- [Your task]: Reproduce the whole of the data exactly.

- [Recorded information]:
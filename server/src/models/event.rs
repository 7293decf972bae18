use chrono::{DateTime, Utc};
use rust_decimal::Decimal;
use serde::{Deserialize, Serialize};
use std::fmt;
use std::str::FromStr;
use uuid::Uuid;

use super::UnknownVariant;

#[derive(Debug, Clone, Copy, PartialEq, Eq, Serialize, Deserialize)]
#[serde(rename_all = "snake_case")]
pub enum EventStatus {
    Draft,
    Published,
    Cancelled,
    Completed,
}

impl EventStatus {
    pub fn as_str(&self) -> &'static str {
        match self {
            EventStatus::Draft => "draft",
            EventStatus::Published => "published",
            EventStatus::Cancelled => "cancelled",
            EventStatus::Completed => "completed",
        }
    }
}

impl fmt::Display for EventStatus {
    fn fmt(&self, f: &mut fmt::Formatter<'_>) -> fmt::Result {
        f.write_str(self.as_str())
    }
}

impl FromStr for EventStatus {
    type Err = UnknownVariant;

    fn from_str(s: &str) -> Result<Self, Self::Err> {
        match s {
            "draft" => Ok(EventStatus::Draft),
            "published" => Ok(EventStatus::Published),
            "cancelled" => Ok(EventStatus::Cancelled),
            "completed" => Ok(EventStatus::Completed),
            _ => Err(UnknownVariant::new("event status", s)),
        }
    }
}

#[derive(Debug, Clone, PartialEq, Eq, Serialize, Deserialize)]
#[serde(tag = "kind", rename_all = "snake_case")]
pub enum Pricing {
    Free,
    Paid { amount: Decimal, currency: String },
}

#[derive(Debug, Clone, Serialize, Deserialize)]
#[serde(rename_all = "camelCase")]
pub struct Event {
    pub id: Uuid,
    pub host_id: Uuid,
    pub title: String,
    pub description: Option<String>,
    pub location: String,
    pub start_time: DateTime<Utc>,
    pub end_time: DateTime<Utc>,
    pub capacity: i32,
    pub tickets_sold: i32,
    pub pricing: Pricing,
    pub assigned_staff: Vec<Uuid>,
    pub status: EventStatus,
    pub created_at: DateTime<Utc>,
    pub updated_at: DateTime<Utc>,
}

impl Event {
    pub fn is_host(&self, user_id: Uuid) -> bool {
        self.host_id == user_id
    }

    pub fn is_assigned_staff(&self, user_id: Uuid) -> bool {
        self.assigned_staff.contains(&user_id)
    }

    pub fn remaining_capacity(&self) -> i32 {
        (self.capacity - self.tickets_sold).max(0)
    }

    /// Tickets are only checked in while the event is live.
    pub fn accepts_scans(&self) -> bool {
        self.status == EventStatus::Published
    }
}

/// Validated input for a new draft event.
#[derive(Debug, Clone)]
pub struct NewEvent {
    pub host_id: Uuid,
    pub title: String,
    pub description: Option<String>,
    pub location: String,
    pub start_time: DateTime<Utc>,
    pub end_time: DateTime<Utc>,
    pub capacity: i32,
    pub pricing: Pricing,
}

- [Result]:
filename server/src/models/event.rs
repository 7293decf972bae18
use chrono::{DateTime, Utc};
use rust_decimal::Decimal;
use serde::{Deserialize, Serialize};
use std::fmt;
use std::str::FromStr;
use uuid::Uuid;

use super::UnknownVariant;

#[derive(Debug, Clone, Copy, PartialEq, Eq, Serialize, Deserialize)]
#[serde(rename_all = "snake_case")]
pub enum EventStatus {
    Draft,
    Published,
    Cancelled,
    Completed,
}

impl EventStatus {
    pub fn as_str(&self) -> &'static str {
        match self {
            EventStatus::Draft => "draft",
            EventStatus::Published => "published",
            EventStatus::Cancelled => "cancelled",
            EventStatus::Completed => "completed",
        }
    }
}

impl fmt::Display for EventStatus {
    fn fmt(&self, f: &mut fmt::Formatter<'_>) -> fmt::Result {
        f.write_str(self.as_str())
    }
}

impl FromStr for EventStatus {
    type Err = UnknownVariant;

    fn from_str(s: &str) -> Result<Self, Self::Err> {
        match s {
            "draft" => Ok(EventStatus::Draft),
            "published" => Ok(EventStatus::Published),
            "cancelled" => Ok(EventStatus::Cancelled),
            "completed" => Ok(EventStatus::Completed),
            _ => Err(UnknownVariant::new("event status", s)),
        }
    }
}

#[derive(Debug, Clone, PartialEq, Eq, Serialize, Deserialize)]
#[serde(tag = "kind", rename_all = "snake_case")]
pub enum Pricing {
    Free,
    Paid { amount: Decimal, currency: String },
}

#[derive(Debug, Clone, Serialize, Deserialize)]
#[serde(rename_all = "camelCase")]
pub struct Event {
    pub id: Uuid,
    pub host_id: Uuid,
    pub title: String,
    pub description: Option<String>,
    pub location: String,
    pub start_time: DateTime<Utc>,
    pub end_time: DateTime<Utc>,
    pub capacity: i32,
    pub tickets_sold: i32,
    pub pricing: Pricing,
    pub assigned_staff: Vec<Uuid>,
    pub status: EventStatus,
    pub created_at: DateTime<Utc>,
    pub updated_at: DateTime<Utc>,
}

impl Event {
    pub fn is_host(&self, user_id: Uuid) -> bool {
        self.host_id == user_id
    }

    pub fn is_assigned_staff(&self, user_id: Uuid) -> bool {
        self.assigned_staff.contains(&user_id)
    }

    pub fn remaining_capacity(&self) -> i32 {
        (self.capacity - self.tickets_sold).max(0)
    }

    /// Tickets are only checked in while the event is live.
    pub fn accepts_scans(&self) -> bool {
        self.status == EventStatus::Published
    }
}

/// Validated input for a new draft event.
#[derive(Debug, Clone)]
pub struct NewEvent {
    pub host_id: Uuid,
    pub title: String,
    pub description: Option<String>,
    pub location: String,
    pub start_time: DateTime<Utc>,
    pub end_time: DateTime<Utc>,
    pub capacity: i32,
    pub pricing: Pricing,
}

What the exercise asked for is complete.